Please use the issue tracker for problems, questions and feature requests. Don’t email in most cases, as we forget these mails.

We also do not hate beginners and it is perfectly valid to mark an issue as “Question”.

Please don’t forget that all of us work in academia and put a lot of work into this project, simply because we like it, not because we are specifically paid for it.

We also welcome pull requests or new developers. Just make sure that you have a glance at our mlr coding guidelines before.

For everything else the maintainer Bernd Bischl can be reached via mail. He (=me) is sometimes busy, so please use the other channels for appropriate stuff first, so you get quicker responses ;-)

# mlr-tutorial

With the start of v2.13 we switched from mkdocs to pkgdown. With this change, all source files are now located in this repo under vignettes/tutorial.
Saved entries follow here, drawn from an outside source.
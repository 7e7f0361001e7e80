//! Common utilities and types for the storegraph analytics workspace

pub mod error;
pub mod logging;
pub mod types;
pub mod utils;

// Re-export commonly used types
pub use error::{Result, StoregraphError};
pub use logging::{init_default_logging, init_dev_logging, init_logging, LoggingConfig};
pub use types::{AppRecord, AppType, Period};
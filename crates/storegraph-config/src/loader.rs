//! Configuration loading utilities

use crate::Config;
use std::env;
use std::path::Path;
use storegraph_common::Result as StoregraphResult;
use thiserror::Error;
use tracing::debug;

/// Configuration loading errors
#[derive(Debug, Error)]
pub enum ConfigError {
    /// I/O error when reading configuration file
    #[error("Failed to read configuration file: {0}")]
    Io(#[from] std::io::Error),

    /// YAML parsing error
    #[error("Failed to parse YAML configuration: {0}")]
    Parse(#[from] serde_yaml::Error),

    /// Configuration validation error
    #[error("Configuration validation failed: {0}")]
    Validation(String),

    /// Environment variable parsing error
    #[error("Failed to parse environment variable '{var}': {source}")]
    EnvParse {
        var: String,
        #[source]
        source: Box<dyn std::error::Error + Send + Sync>,
    },
}

impl From<ConfigError> for storegraph_common::StoregraphError {
    fn from(err: ConfigError) -> Self {
        storegraph_common::StoregraphError::config(err.to_string())
    }
}

/// Configuration loader for the application
pub struct ConfigLoader;

impl ConfigLoader {
    /// Load configuration from a YAML file with environment variable overrides
    pub fn load_config<P: AsRef<Path>>(path: P) -> Result<Config, ConfigError> {
        debug!(path = %path.as_ref().display(), "Loading configuration file");

        let content = std::fs::read_to_string(path.as_ref())?;
        let mut config: Config = serde_yaml::from_str(&content)?;

        Self::apply_env_overrides(&mut config)?;

        config
            .validate_all()
            .map_err(|e| ConfigError::Validation(e.to_string()))?;

        Ok(config)
    }

    /// Load configuration from environment variables and files
    pub fn load() -> StoregraphResult<Config> {
        let config = if let Ok(config_path) = env::var("STOREGRAPH_CONFIG_PATH") {
            Self::load_config(&config_path)?
        } else if Path::new("storegraph.yaml").exists() {
            Self::load_config("storegraph.yaml")?
        } else if Path::new("storegraph.yml").exists() {
            Self::load_config("storegraph.yml")?
        } else {
            // No config file found, use the built-in scenarios with env overrides
            let mut config = Config::default();
            Self::apply_env_overrides(&mut config)
                .map_err(storegraph_common::StoregraphError::from)?;
            config.validate_all()?;
            config
        };

        Ok(config)
    }

    /// Load configuration from a specific file
    pub fn load_from_file<P: AsRef<Path>>(path: P) -> StoregraphResult<Config> {
        Ok(Self::load_config(path)?)
    }

    /// Apply environment variable overrides to configuration
    fn apply_env_overrides(config: &mut Config) -> Result<(), ConfigError> {
        if let Ok(path) = env::var("STOREGRAPH_DATASET") {
            config.dataset.path = path;
        }

        if let Ok(level) = env::var("STOREGRAPH_LOG_LEVEL") {
            config.logging.level = level;
        }

        if let Ok(force) = env::var("STOREGRAPH_FORCE_VISIBLE") {
            let force: bool = force.parse().map_err(|e| ConfigError::EnvParse {
                var: "STOREGRAPH_FORCE_VISIBLE".to_string(),
                source: Box::new(e),
            })?;
            for scenario in &mut config.scenarios {
                scenario.gate.force_visible = force;
            }
        }

        Ok(())
    }
}

#[cfg(test)]
mod tests {
    use super::*;
    use std::io::Write;

    #[test]
    fn test_load_config_from_file() {
        let config = Config::default();
        let yaml = serde_yaml::to_string(&config).unwrap();

        let mut file = tempfile::NamedTempFile::new().unwrap();
        file.write_all(yaml.as_bytes()).unwrap();

        let loaded = ConfigLoader::load_config(file.path()).unwrap();
        assert_eq!(loaded.scenarios.len(), config.scenarios.len());
    }

    #[test]
    fn test_load_config_missing_file() {
        let err = ConfigLoader::load_config("/definitely/not/here.yaml").unwrap_err();
        assert!(matches!(err, ConfigError::Io(_)));
    }

    #[test]
    fn test_load_config_rejects_bad_yaml() {
        let mut file = tempfile::NamedTempFile::new().unwrap();
        file.write_all(b"scenarios: [not, a, config").unwrap();

        let err = ConfigLoader::load_config(file.path()).unwrap_err();
        assert!(matches!(err, ConfigError::Parse(_)));
    }

    #[test]
    fn test_dataset_env_override() {
        let mut config = Config::default();
        env::set_var("STOREGRAPH_DATASET", "/tmp/other.csv");
        ConfigLoader::apply_env_overrides(&mut config).unwrap();
        env::remove_var("STOREGRAPH_DATASET");

        assert_eq!(config.dataset.path, "/tmp/other.csv");
    }
}
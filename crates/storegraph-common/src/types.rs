//! Core domain types shared across the storegraph workspace

use chrono::{Datelike, NaiveDate};
use serde::{Deserialize, Serialize};
use std::fmt;

/// Whether an app is distributed free or paid
#[derive(Debug, Clone, Copy, PartialEq, Eq, Hash, Serialize, Deserialize)]
pub enum AppType {
    Free,
    Paid,
}

impl AppType {
    /// Parse the dataset's `Type` column. Anything other than the two
    /// known values (including the dataset's stray "0" rows) is None.
    pub fn parse(raw: &str) -> Option<Self> {
        match raw.trim() {
            "Free" => Some(Self::Free),
            "Paid" => Some(Self::Paid),
            _ => None,
        }
    }

    pub fn as_str(&self) -> &'static str {
        match self {
            Self::Free => "Free",
            Self::Paid => "Paid",
        }
    }
}

impl fmt::Display for AppType {
    fn fmt(&self, f: &mut fmt::Formatter<'_>) -> fmt::Result {
        f.write_str(self.as_str())
    }
}

/// Calendar month a record falls in, truncated to the first day of the month
#[derive(
    Debug, Clone, Copy, PartialEq, Eq, PartialOrd, Ord, Hash, Serialize, Deserialize,
)]
pub struct Period {
    pub year: i32,
    /// 1-based month number
    pub month: u32,
}

impl Period {
    pub fn new(year: i32, month: u32) -> Self {
        Self { year, month }
    }

    /// Truncate a date to its year-month period
    pub fn from_date(date: NaiveDate) -> Self {
        Self {
            year: date.year(),
            month: date.month(),
        }
    }

    /// The first calendar day of this period
    pub fn first_day(&self) -> Option<NaiveDate> {
        NaiveDate::from_ymd_opt(self.year, self.month, 1)
    }
}

impl fmt::Display for Period {
    fn fmt(&self, f: &mut fmt::Formatter<'_>) -> fmt::Result {
        write!(f, "{:04}-{:02}", self.year, self.month)
    }
}

impl std::str::FromStr for Period {
    type Err = crate::StoregraphError;

    /// Parse the `YYYY-MM` form produced by [`fmt::Display`]
    fn from_str(s: &str) -> Result<Self, Self::Err> {
        let (year, month) = s
            .split_once('-')
            .ok_or_else(|| crate::StoregraphError::new(format!("invalid period '{}'", s)))?;
        let year: i32 = year
            .parse()
            .map_err(|_| crate::StoregraphError::new(format!("invalid period year '{}'", s)))?;
        let month: u32 = month
            .parse()
            .map_err(|_| crate::StoregraphError::new(format!("invalid period month '{}'", s)))?;
        if !(1..=12).contains(&month) {
            return Err(crate::StoregraphError::new(format!(
                "invalid period month '{}'",
                s
            )));
        }
        Ok(Self { year, month })
    }
}

/// One cleaned row of app store data.
///
/// Every derived field (name_length, revenue, period) is recomputed from
/// the cleaned primitives, never read from the raw source. Unparseable
/// cells are carried as None and excluded from filters and aggregation.
#[derive(Debug, Clone, Default, PartialEq, Serialize, Deserialize)]
pub struct AppRecord {
    pub name: String,
    /// Character count of the app name
    pub name_length: usize,
    pub category: String,
    /// Nominal domain 0..=5; out-of-range values are None
    pub rating: Option<f64>,
    pub reviews: Option<u64>,
    pub installs: Option<u64>,
    /// Size in megabytes; "Varies with device" and friends are None
    pub size_mb: Option<f64>,
    pub price: Option<f64>,
    /// installs x price; an absent price counts as 0.0, an absent install
    /// count leaves revenue undefined
    pub revenue: Option<f64>,
    pub app_type: Option<AppType>,
    pub content_rating: String,
    pub android_version: Option<f64>,
    pub last_updated: Option<NaiveDate>,
    /// Year-month truncation of last_updated
    pub period: Option<Period>,
    pub sentiment_subjectivity: f64,
}
//! Period-over-period growth series

use serde::{Deserialize, Serialize};
use std::collections::BTreeMap;
use storegraph_common::Period;
use storegraph_config::GrowthSpec;
use tracing::{debug, instrument};

/// One (group, period, value) observation fed into the calculator
#[derive(Debug, Clone, PartialEq)]
pub struct GrowthInput {
    pub group: String,
    pub period: Period,
    pub value: f64,
}

/// One point of the computed growth series
#[derive(Debug, Clone, PartialEq, Serialize, Deserialize)]
pub struct GrowthPoint {
    pub group: String,
    pub period: Period,
    /// Metric value at this period (cumulative when configured)
    pub value: f64,
    /// Percent change against the previous period of the same group;
    /// None for the first period and when the previous value is zero
    pub pct_change: Option<f64>,
    /// Whether the change clears the configured threshold
    pub highlight: bool,
}

/// Compute the growth series per group, periods ascending.
///
/// Growth is never computed across groups. A previous value of exactly
/// zero yields None rather than an infinite rate.
#[instrument(skip(points))]
pub fn compute(points: Vec<GrowthInput>, spec: &GrowthSpec) -> Vec<GrowthPoint> {
    let mut by_group: BTreeMap<String, Vec<(Period, f64)>> = BTreeMap::new();
    for point in points {
        by_group
            .entry(point.group)
            .or_default()
            .push((point.period, point.value));
    }

    let mut series = Vec::new();
    for (group, mut observations) in by_group {
        observations.sort_by_key(|(period, _)| *period);

        if spec.cumulative {
            let mut running = 0.0;
            for (_, value) in observations.iter_mut() {
                running += *value;
                *value = running;
            }
        }

        let mut previous: Option<f64> = None;
        for (period, value) in observations {
            let pct_change = match previous {
                None => None,
                Some(prev) if prev == 0.0 => None,
                Some(prev) => Some((value - prev) / prev * 100.0),
            };
            let highlight = matches!(
                (pct_change, spec.highlight_above_pct),
                (Some(change), Some(threshold)) if change > threshold
            );
            series.push(GrowthPoint {
                group: group.clone(),
                period,
                value,
                pct_change,
                highlight,
            });
            previous = Some(value);
        }
    }

    debug!(points = series.len(), cumulative = spec.cumulative, "Computed growth series");
    series
}

#[cfg(test)]
mod tests {
    use super::*;

    fn spec(cumulative: bool, highlight_above_pct: Option<f64>) -> GrowthSpec {
        GrowthSpec {
            metric: "Monthly_Installs".to_string(),
            cumulative,
            highlight_above_pct,
        }
    }

    fn inputs(values: &[(&str, (i32, u32), f64)]) -> Vec<GrowthInput> {
        values
            .iter()
            .map(|(group, (year, month), value)| GrowthInput {
                group: group.to_string(),
                period: Period::new(*year, *month),
                value: *value,
            })
            .collect()
    }

    #[test]
    fn test_basic_growth_series() {
        let points = inputs(&[
            ("A", (2018, 1), 100.0),
            ("A", (2018, 2), 150.0),
            ("A", (2018, 3), 90.0),
        ]);

        let series = compute(points, &spec(false, None));
        let changes: Vec<Option<f64>> = series.iter().map(|p| p.pct_change).collect();
        assert_eq!(changes, vec![None, Some(50.0), Some(-40.0)]);
    }

    #[test]
    fn test_zero_previous_value_guard() {
        let points = inputs(&[("A", (2018, 1), 0.0), ("A", (2018, 2), 50.0)]);

        let series = compute(points, &spec(false, None));
        let changes: Vec<Option<f64>> = series.iter().map(|p| p.pct_change).collect();
        assert_eq!(changes, vec![None, None]);
    }

    #[test]
    fn test_growth_never_crosses_groups() {
        let points = inputs(&[
            ("A", (2018, 1), 100.0),
            ("B", (2018, 2), 300.0),
            ("A", (2018, 2), 200.0),
        ]);

        let series = compute(points, &spec(false, None));
        let a: Vec<_> = series.iter().filter(|p| p.group == "A").collect();
        let b: Vec<_> = series.iter().filter(|p| p.group == "B").collect();

        assert_eq!(a[0].pct_change, None);
        assert_eq!(a[1].pct_change, Some(100.0));
        // B's single period has no predecessor, regardless of A's points
        assert_eq!(b[0].pct_change, None);
    }

    #[test]
    fn test_periods_are_sorted_within_group() {
        let points = inputs(&[
            ("A", (2018, 3), 90.0),
            ("A", (2018, 1), 100.0),
            ("A", (2018, 2), 150.0),
        ]);

        let series = compute(points, &spec(false, None));
        let months: Vec<u32> = series.iter().map(|p| p.period.month).collect();
        assert_eq!(months, vec![1, 2, 3]);
        assert_eq!(series[2].pct_change, Some(-40.0));
    }

    #[test]
    fn test_cumulative_mode() {
        let points = inputs(&[
            ("A", (2018, 1), 100.0),
            ("A", (2018, 2), 50.0),
            ("A", (2018, 3), 75.0),
        ]);

        let series = compute(points, &spec(true, None));
        let values: Vec<f64> = series.iter().map(|p| p.value).collect();
        assert_eq!(values, vec![100.0, 150.0, 225.0]);
        assert_eq!(series[1].pct_change, Some(50.0));
        assert_eq!(series[2].pct_change, Some(50.0));
    }

    #[test]
    fn test_highlight_threshold() {
        let points = inputs(&[
            ("A", (2018, 1), 100.0),
            ("A", (2018, 2), 130.0),
            ("A", (2018, 3), 140.0),
        ]);

        let series = compute(points, &spec(false, Some(20.0)));
        let flags: Vec<bool> = series.iter().map(|p| p.highlight).collect();
        // +30% clears the 20% threshold, +7.7% does not
        assert_eq!(flags, vec![false, true, false]);
    }

    #[test]
    fn test_empty_input() {
        let series = compute(Vec::new(), &spec(false, None));
        assert!(series.is_empty());
    }
}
Modification of a tutorial section:

If you want to modify/add a tutorial section, please follow these steps:

1. Open the respective source file, e.g. task.Rmd.
2. Follow the style guide while editing:
• Reference mlr functions as <function()>, e.g. makeLearner().
• Reference external functions as <package::function()>, e.g. kernlab::ksvm().
• Reference other tutorial pages with <name_of_vignette>.html, e.g. [bagging](bagging.html).
• Always start a new sentence with a new line.
• If you want to insert a paragraph, skip one line.
• The most up-level header starts with ### and is subsequently followed by #### and ##### etc.
• Always insert exactly one empty line before and after a code chunk, header, figure or a table.
• Referencing images is a bit tricky since we need to ensure that they look good in both the HTML and PDF version. Put your image into vignettes/tutorial/devel/pdf/img/ and see the examples in resampling.Rmd, nested_resampling.Rmd or handling_of_spatial_data.Rmd.
3. Make sure that the .Rmd file is working on its own, i.e. compile it as a single file (preferably using the knit button in RStudio) and see if everything works. Put required packages in the setup chunk at the beginning of the tutorial.

Preview the changes:

If you want to view the complete pkgdown site locally, run pkgdown::build_site(). You don’t have to render the complete site every time you change one tutorial. Just edit the .Rmd under your local docs/ directory and preview the tutorial again in the browser. Important: Do not commit the changed .Rmd file under docs/ but copy the changes to the respective file in the vignettes/ directory and commit only this file.

Adding a new section:

Edit _pkgdown.yml and add the new section at the appropriate place.

Issues and Pull Requests:

If you want to open an issue or pull request that is related to mlr-tutorial, label it with tutorial and mention jakob-r or pat-s if you need help.